Du hast mit ziemlicher Sicherheit ein Sauerstoffproblem im Teich. Trotzdem würde ich zusätzlich noch die Werte Nitrit, Ammonium/Ammoniak und den PH-Wert bestimmen.

Die Symptome passen ebenfalls dazu.
Mache ein paar Teilwasserwechsel und sorge für ausreichend Sauerstoff im Teich. Achte darauf, dass der PH-Wert des Wechselwassers nicht so hoch ist.
Wie sieht es mit Algen, sonstigen Pflanzen, Bodengrund/Schlamm aus?
Belüftung?; Bachlauf?


----------



## Teichforum.info (21. Juni 2005)

*Re. Fischsterben*

Hallo Jens,

danke für die schnelle Antwort. Das mit dem sauerstoff hat mir auch schon ein Bekannter gesagt. Was mich wundertist allerdings das meine Pumpe rund um die Uhr läuft. Wie gesagt sie fördert 7500l/h. Durch das hineinplätschern in den Teich sollte meines Erachtens normal genug Sauerstoff in den Teich kommen. Ich habe mir aber noch eine Filteranlage mit gleicher Pumpe bestellt so daß ab die Tage 15000l/h umgewälzt werden. Teilwasserwechsel führe ich regelmäßig durch (ich fülle das verdunstete Wasser immer durch gesammeltes Regenwasser auf, immer zwischen 1000l und 2000l) Der Pflanzenbewuchs ist mäßig da mir derzeit meine __ Enten immer die neuen Pflanzen fressen. Ich habe aber einige __ Wasserpest fest auf dem Boden verankert so daß die Enten dort nicht dran können. Durch die Enten ist natürlich auch immer Dreck und vorallem Entenkot im Wasser/Boden. Ich habe schonmal angefangen den Boden mit einem Teichsauger zu bearbeiten was allerdings sehr mühseelig ist. Derzeit habe ich auch trübes (grünes Wasser) was ja für Schwebealgen spricht. Versuche mit AlgoRem waren nur für kurze Zeit erfolgreich. Deshalb versuche ich es jetzt mit einem zweiten Druckfilter. Die Wasserwerte muß ich noch messen. Werde dann wieder berichten.
Ich bin für jeden Hinweis dankbar!!

Gruß

Dirk


----------



## Teichforum.info (22. Juni 2005)

Nur zwei kurze Anmerkungen:

Wieso misst man nicht einfach ERST die Wasserqualität BEVOR man das weitere Vorgehen festlegt?

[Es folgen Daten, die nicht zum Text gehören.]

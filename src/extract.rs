//! The extract module isolates a page's title, description candidates and
//! main article text from raw HTML.

use dom_smoothie::{Article, CandidateSelectMode, Config, Readability, TextMode};
use log::debug;
use once_cell::sync::Lazy;
use regex::Regex;
use scraper::{Html, Selector as ScraperSelector};
use url::Url;

use crate::constants::MAX_STATIC_DESCRIPTION_LENGTH;
use crate::error::PipelineError;

static WHITESPACE_REGEX: Lazy<Regex> =
    Lazy::new(|| Regex::new(r"\s+").expect("Failed to compile WHITESPACE regex"));

/// Tags whose text never belongs to the main content.
const NON_CONTENT_TAGS: &[&str] = &[
    "script", "style", "nav", "header", "footer", "aside", "form", "iframe", "noscript",
];

/// Represents the content extracted from one page.
#[derive(Debug, Default)]
pub struct PageContent {
    /// The page title, if any was found.
    pub title: Option<String>,
    /// The meta description (or `og:description`), if present.
    pub meta_description: Option<String>,
    /// The first paragraph of body text, truncated, if present.
    pub first_paragraph: Option<String>,
    /// The main article text, truncated to the configured maximum.
    pub main_text: String,
}

/// Extracts title, description candidates and main text from page HTML.
///
/// The main text comes from a readability pass; when that pass rejects the
/// document (framesets, near-empty pages) the text is rebuilt from the DOM
/// with non-content elements skipped. The result is whitespace-normalized
/// and truncated to `max_content_length` characters.
///
/// # Errors
///
/// Returns `PipelineError::Extraction` for an empty document; callers must
/// treat this as non-fatal for the run.
pub fn extract_content(
    html: &str,
    url: &str,
    max_content_length: usize,
) -> Result<PageContent, PipelineError> {
    if html.trim().is_empty() {
        return Err(PipelineError::Extraction {
            url: url.to_string(),
            reason: "empty document".to_string(),
        });
    }

    let document = Html::parse_document(html);
    let title = parse_title(&document);
    let meta_description = parse_meta_description(&document);
    let first_paragraph = parse_first_paragraph(&document);

    let main_text = readability_text(html, url)
        .filter(|text| !text.trim().is_empty())
        .unwrap_or_else(|| filtered_text(&document));
    let main_text = truncate_text(
        WHITESPACE_REGEX.replace_all(main_text.trim(), " ").as_ref(),
        max_content_length,
    );

    Ok(PageContent {
        title,
        meta_description,
        first_paragraph,
        main_text,
    })
}

/// Runs the readability heuristic over the document, returning `None` when
/// it rejects the input.
fn readability_text(html: &str, url: &str) -> Option<String> {
    let config = Config {
        text_mode: TextMode::Markdown,
        candidate_select_mode: CandidateSelectMode::DomSmoothie,
        ..Default::default()
    };

    let mut readability = match Readability::new(html, None, Some(config)) {
        Ok(readability) => readability,
        Err(error) => {
            debug!("Readability rejected {url}: {error}");
            return None;
        }
    };

    let article: Article = match readability.parse() {
        Ok(article) => article,
        Err(error) => {
            debug!("Readability failed on {url}: {error}");
            return None;
        }
    };

    Some(article.text_content.to_string())
}

/// Parses the title from the document: `<title>`, then the first `h1`/`h2`.
fn parse_title(document: &Html) -> Option<String> {
    for tag in ["title", "h1", "h2"] {
        if let Ok(selector) = ScraperSelector::parse(tag)
            && let Some(element) = document.select(&selector).next()
        {
            let text = element_text(&element);
            if !text.is_empty() {
                return Some(text);
            }
        }
    }

    None
}

/// Reads the meta description, falling back to `og:description`.
fn parse_meta_description(document: &Html) -> Option<String> {
    for query in [
        r#"meta[name="description"]"#,
        r#"meta[property="og:description"]"#,
    ] {
        if let Ok(selector) = ScraperSelector::parse(query)
            && let Some(element) = document.select(&selector).next()
            && let Some(content) = element.value().attr("content")
        {
            let content = content.trim();
            if !content.is_empty() {
                return Some(content.to_string());
            }
        }
    }

    None
}

/// Returns the first non-empty paragraph, truncated to description length.
fn parse_first_paragraph(document: &Html) -> Option<String> {
    let selector = ScraperSelector::parse("p").ok()?;
    for element in document.select(&selector) {
        let text = element_text(&element);
        if !text.is_empty() {
            return Some(truncate_text(&text, MAX_STATIC_DESCRIPTION_LENGTH));
        }
    }

    None
}

fn element_text(element: &scraper::ElementRef<'_>) -> String {
    let joined = element.text().collect::<Vec<_>>().join(" ");
    WHITESPACE_REGEX
        .replace_all(joined.trim(), " ")
        .to_string()
}

/// Rebuilds plain text from the DOM, skipping text inside non-content
/// elements (navigation, page chrome, scripts, forms).
fn filtered_text(document: &Html) -> String {
    let mut parts: Vec<String> = Vec::new();

    for node in document.tree.nodes() {
        let Some(text) = node.value().as_text() else {
            continue;
        };
        let in_chrome = node.ancestors().any(|ancestor| {
            ancestor
                .value()
                .as_element()
                .is_some_and(|element| NON_CONTENT_TAGS.contains(&element.name()))
        });
        if in_chrome {
            continue;
        }
        let text = text.trim();
        if !text.is_empty() {
            parts.push(text.to_string());
        }
    }

    parts.join(" ")
}

/// Truncates to `max_length` characters, ellipsis included, on a char
/// boundary.
pub fn truncate_text(text: &str, max_length: usize) -> String {
    if text.chars().count() <= max_length {
        return text.to_string();
    }

    let kept: String = text.chars().take(max_length.saturating_sub(3)).collect();
    format!("{kept}...")
}

/// Derives a readable title from the URL path when a page offered none,
/// e.g. `https://example.com/docs/getting-started` becomes
/// `Getting Started`; URLs without a path fall back to the host.
pub fn title_from_url(url: &str) -> String {
    let parsed = match Url::parse(url) {
        Ok(parsed) => parsed,
        Err(_) => return url.to_string(),
    };

    let slug = parsed
        .path_segments()
        .and_then(|segments| segments.rev().find(|segment| !segment.is_empty()))
        .map(|segment| title_case(&segment.replace(['-', '_'], " ")));

    if let Some(slug) = slug
        && !slug.is_empty()
    {
        return slug;
    }

    parsed.host_str().unwrap_or(url).to_string()
}

fn title_case(text: &str) -> String {
    text.split_whitespace()
        .map(|word| {
            let mut chars = word.chars();
            match chars.next() {
                Some(first) => first.to_uppercase().chain(chars).collect::<String>(),
                None => String::new(),
            }
        })
        .collect::<Vec<_>>()
        .join(" ")
}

Wieso werden statt der Ursache die Symptome bekämpft?




Eventuell mal drüber nachdenken, aber bitte nicht persönlich nehmen!

Peter


----------



## Teichforum.info (22. Juni 2005)

weil das menschlich ist


----------



## Teichforum.info (22. Juni 2005)

*Re. Fischsterben*

Hallo Peter,

ich nehme das nicht persönlich. Wenn ich aber die Ursache kennen würde könnte ich natürlich auch handeln. Da ich aber noch recht unerfahren im Hinblick auf den Teich bin kann ich die Ursache noch nicht richtig abschätzen und suche deshalb hier Hilfe.

Gruß

Dirk


----------



## Teichforum.info (22. Juni 2005)

Genau! Hier wird der sicher gerne geholfen!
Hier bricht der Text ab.